Start of Block

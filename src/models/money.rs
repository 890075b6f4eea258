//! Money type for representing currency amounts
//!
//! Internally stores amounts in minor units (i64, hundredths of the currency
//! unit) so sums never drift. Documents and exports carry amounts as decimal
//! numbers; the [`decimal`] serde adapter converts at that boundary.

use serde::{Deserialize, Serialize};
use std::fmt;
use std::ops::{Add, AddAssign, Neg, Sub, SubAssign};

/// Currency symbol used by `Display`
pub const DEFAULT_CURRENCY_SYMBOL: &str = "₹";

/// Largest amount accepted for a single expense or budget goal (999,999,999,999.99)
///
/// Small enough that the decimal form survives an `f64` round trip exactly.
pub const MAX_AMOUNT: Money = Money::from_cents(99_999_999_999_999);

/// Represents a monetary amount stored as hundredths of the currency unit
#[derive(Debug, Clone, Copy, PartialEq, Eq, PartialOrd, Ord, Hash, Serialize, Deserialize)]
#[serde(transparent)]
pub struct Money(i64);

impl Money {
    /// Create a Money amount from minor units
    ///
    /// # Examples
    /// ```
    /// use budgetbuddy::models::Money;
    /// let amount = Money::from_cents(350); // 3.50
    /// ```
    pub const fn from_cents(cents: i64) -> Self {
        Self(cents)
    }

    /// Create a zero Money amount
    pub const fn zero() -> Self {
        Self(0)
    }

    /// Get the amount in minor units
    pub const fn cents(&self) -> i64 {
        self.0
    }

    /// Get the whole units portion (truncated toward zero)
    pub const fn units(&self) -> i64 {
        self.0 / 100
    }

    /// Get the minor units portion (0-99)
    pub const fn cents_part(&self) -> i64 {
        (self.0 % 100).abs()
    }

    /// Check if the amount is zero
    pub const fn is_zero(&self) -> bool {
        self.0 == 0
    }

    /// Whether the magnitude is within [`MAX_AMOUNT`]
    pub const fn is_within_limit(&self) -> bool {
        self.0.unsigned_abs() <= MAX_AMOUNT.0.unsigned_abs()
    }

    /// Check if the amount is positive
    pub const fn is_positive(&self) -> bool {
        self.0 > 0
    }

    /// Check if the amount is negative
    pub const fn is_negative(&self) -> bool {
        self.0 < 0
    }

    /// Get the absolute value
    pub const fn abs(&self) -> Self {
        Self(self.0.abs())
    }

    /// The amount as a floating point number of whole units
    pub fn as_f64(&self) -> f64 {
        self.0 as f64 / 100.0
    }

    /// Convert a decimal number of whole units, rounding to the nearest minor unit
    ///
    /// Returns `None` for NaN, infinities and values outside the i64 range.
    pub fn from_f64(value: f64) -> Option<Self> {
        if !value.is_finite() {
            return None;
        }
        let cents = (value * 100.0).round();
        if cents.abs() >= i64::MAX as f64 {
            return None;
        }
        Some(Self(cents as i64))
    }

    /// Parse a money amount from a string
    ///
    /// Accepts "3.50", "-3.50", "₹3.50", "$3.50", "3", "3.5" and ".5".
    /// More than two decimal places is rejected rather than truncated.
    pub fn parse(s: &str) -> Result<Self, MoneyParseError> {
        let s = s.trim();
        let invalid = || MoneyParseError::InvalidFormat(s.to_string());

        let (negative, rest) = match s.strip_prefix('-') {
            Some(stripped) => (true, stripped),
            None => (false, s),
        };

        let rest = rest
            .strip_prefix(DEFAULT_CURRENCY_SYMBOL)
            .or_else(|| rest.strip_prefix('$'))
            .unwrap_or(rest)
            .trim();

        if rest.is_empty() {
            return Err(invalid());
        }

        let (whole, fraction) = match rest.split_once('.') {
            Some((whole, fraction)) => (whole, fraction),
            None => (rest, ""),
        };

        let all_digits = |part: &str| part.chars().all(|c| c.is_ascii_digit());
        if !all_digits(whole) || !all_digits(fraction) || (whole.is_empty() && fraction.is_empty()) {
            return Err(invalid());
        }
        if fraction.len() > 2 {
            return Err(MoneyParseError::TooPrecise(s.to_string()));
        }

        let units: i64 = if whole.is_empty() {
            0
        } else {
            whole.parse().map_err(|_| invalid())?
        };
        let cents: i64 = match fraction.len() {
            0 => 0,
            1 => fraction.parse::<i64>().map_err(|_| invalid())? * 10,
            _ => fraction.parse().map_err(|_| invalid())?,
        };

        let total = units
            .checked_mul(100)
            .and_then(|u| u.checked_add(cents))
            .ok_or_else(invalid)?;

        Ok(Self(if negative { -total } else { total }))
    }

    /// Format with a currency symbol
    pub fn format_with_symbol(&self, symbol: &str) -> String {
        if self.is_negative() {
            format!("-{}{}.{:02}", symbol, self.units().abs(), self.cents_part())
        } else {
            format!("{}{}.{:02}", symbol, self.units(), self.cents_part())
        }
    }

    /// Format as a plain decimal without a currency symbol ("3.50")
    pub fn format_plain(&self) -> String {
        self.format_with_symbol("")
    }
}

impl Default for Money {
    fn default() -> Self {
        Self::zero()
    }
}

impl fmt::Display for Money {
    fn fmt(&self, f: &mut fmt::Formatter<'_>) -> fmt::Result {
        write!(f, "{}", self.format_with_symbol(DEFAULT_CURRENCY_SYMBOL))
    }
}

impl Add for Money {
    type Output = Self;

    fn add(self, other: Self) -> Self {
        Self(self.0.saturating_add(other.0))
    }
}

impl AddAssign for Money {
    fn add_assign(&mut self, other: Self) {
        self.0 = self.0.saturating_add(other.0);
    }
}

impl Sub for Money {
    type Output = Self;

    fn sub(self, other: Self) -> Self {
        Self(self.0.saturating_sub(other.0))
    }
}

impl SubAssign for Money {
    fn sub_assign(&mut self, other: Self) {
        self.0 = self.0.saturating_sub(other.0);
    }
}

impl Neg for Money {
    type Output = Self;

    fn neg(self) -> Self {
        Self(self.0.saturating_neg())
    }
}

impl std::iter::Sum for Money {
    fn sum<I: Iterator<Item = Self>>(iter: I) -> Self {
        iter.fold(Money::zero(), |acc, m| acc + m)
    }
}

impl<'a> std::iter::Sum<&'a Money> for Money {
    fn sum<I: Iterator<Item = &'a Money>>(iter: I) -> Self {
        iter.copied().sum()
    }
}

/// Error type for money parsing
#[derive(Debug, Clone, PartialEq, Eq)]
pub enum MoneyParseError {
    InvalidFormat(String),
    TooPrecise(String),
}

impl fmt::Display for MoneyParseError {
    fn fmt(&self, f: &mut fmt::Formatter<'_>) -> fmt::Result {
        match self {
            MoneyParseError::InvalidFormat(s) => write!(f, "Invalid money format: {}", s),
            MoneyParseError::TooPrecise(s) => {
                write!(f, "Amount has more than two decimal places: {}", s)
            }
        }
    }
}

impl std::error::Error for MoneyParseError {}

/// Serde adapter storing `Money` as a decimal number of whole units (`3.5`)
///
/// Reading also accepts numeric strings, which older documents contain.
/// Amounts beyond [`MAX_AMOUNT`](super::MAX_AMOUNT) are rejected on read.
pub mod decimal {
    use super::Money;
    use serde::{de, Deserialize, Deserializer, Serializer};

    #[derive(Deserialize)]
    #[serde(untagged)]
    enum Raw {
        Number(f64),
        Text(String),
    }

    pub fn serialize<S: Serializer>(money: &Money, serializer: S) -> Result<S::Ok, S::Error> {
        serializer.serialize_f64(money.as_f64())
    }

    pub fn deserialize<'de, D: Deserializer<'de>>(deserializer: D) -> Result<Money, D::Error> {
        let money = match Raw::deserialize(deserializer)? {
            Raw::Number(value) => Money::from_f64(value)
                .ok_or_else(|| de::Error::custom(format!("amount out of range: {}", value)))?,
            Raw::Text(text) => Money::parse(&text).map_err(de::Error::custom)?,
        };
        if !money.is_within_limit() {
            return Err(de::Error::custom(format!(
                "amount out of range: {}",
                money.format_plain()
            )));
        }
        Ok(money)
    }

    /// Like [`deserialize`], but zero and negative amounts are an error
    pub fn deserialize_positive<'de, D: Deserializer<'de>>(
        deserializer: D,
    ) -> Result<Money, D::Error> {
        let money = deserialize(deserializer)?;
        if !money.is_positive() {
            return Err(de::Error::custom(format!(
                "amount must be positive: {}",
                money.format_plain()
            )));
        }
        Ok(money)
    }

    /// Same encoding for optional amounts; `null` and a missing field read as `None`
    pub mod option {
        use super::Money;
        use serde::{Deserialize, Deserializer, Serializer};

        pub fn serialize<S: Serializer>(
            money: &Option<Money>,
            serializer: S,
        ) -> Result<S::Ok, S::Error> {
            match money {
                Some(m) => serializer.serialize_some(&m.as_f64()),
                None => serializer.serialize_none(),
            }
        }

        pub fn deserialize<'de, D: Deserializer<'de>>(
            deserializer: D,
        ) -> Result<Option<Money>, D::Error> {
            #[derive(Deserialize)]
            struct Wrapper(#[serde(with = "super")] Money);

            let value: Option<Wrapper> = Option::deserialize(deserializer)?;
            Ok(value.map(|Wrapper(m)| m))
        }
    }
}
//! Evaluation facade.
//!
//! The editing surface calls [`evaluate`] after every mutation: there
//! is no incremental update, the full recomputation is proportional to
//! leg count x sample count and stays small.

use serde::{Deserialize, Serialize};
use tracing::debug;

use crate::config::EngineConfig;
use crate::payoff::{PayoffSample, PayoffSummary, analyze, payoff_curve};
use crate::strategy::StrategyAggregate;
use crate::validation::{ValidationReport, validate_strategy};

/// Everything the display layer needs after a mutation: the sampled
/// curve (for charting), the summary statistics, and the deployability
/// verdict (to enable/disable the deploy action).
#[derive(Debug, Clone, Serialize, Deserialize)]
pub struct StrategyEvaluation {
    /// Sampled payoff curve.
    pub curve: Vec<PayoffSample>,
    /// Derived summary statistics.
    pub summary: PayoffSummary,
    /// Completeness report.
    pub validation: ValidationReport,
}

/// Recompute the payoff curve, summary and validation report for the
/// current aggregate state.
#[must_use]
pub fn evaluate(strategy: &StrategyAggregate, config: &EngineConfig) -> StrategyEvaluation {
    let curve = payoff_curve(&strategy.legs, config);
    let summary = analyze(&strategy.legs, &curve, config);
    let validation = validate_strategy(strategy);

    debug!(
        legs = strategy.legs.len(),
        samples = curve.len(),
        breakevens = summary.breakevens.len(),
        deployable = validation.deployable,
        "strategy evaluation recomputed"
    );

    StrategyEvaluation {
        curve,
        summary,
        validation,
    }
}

End of Block
Start of Block

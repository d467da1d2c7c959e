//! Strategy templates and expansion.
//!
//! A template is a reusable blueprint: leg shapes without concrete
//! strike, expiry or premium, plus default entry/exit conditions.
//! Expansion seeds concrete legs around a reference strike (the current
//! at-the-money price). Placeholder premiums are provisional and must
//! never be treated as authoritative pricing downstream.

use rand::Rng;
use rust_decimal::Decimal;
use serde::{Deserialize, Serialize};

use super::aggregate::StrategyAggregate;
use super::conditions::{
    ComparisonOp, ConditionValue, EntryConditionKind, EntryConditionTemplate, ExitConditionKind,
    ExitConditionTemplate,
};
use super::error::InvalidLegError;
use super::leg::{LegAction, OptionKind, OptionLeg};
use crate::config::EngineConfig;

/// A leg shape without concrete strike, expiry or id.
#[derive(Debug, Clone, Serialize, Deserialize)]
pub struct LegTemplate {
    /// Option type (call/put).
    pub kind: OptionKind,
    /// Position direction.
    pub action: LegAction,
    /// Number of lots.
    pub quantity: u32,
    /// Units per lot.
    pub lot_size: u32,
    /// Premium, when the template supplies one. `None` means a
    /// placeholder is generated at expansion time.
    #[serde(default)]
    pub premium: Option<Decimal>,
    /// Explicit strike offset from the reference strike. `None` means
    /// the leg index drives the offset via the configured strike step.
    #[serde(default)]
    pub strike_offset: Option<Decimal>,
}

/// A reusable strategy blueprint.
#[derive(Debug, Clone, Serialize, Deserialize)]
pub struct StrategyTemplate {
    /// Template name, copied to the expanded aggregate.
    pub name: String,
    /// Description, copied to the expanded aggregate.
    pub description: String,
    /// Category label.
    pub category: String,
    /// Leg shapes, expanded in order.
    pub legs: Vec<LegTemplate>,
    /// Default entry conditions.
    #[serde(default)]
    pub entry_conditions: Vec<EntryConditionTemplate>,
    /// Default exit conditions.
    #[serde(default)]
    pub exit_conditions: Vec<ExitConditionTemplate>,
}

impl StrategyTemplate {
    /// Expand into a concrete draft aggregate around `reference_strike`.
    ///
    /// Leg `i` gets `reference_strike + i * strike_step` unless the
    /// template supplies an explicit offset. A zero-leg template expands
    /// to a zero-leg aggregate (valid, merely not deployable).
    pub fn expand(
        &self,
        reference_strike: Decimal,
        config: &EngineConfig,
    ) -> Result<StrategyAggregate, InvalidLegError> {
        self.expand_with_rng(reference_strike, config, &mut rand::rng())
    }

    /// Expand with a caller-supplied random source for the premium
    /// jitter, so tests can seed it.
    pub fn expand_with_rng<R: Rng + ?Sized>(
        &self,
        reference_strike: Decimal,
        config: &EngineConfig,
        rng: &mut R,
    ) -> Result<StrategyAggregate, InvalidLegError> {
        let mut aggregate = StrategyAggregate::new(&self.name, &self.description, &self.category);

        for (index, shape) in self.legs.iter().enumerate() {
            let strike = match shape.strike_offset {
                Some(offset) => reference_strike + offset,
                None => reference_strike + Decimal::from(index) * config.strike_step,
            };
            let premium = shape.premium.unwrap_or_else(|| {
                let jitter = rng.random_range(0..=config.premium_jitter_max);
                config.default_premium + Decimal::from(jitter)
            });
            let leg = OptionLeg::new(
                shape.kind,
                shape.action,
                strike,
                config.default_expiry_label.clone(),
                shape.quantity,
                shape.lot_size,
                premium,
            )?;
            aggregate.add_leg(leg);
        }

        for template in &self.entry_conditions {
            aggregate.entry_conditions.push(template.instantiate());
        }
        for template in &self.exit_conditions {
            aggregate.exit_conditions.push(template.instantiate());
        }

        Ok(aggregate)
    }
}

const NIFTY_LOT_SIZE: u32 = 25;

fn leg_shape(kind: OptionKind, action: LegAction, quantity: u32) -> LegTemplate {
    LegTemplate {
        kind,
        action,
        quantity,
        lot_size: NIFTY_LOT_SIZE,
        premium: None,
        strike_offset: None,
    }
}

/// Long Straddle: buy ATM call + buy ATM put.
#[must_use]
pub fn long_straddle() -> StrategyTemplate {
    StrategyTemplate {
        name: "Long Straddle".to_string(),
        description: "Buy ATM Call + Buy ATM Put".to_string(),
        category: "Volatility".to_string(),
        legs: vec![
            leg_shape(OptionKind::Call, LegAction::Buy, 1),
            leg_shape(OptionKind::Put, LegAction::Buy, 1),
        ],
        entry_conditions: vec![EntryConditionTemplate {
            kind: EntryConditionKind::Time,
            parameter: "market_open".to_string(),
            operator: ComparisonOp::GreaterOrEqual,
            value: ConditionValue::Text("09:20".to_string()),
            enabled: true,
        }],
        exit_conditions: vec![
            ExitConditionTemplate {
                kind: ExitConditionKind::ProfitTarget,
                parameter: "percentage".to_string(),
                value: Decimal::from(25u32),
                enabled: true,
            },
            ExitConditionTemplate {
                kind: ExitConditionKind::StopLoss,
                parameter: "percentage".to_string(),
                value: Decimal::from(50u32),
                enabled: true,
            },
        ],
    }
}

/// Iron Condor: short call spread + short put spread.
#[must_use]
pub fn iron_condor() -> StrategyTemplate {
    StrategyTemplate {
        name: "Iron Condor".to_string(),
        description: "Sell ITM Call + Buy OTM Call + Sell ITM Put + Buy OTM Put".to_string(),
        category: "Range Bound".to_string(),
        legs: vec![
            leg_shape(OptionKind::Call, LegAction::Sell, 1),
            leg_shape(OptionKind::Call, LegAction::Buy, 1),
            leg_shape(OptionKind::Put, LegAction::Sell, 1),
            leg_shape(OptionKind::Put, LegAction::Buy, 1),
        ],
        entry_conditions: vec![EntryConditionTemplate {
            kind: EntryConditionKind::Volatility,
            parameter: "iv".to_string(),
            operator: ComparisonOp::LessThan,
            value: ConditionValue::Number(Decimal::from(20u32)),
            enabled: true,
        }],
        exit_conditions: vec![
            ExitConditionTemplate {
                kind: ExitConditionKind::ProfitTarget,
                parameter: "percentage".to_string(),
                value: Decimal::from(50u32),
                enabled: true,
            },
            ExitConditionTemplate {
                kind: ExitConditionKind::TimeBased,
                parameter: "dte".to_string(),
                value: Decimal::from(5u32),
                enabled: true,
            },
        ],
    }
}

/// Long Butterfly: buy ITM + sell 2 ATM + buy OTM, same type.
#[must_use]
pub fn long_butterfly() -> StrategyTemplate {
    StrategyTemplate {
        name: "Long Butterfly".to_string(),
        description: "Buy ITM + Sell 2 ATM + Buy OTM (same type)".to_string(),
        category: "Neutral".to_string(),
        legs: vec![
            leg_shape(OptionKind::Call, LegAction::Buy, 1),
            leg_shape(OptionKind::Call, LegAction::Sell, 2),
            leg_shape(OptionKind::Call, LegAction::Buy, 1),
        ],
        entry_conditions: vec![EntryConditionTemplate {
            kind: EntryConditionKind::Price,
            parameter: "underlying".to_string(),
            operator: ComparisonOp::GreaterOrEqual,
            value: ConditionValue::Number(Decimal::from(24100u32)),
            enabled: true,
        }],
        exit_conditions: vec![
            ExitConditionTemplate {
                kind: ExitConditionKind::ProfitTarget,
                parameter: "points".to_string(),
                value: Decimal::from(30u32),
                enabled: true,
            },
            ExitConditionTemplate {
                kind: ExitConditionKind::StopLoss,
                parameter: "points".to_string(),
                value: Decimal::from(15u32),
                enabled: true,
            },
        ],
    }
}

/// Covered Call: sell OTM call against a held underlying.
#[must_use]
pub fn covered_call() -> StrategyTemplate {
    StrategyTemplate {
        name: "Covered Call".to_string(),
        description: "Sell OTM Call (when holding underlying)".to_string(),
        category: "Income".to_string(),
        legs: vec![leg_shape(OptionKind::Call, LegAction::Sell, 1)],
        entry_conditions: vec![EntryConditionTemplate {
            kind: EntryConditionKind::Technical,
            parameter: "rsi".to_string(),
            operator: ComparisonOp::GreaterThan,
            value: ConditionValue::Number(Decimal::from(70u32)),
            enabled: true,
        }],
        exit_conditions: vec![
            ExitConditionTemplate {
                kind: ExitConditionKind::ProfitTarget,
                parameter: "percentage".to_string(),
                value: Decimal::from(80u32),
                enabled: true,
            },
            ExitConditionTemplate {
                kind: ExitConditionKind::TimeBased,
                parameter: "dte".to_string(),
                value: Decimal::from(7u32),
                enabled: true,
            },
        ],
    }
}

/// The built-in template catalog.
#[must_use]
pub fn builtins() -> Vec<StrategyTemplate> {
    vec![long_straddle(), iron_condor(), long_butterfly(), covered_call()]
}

End of Block

→ Task details
Search the listing for the string "Volatility". Copy each line where it is found.

→ Response box
        category: "Volatility".to_string(),
            kind: EntryConditionKind::Volatility,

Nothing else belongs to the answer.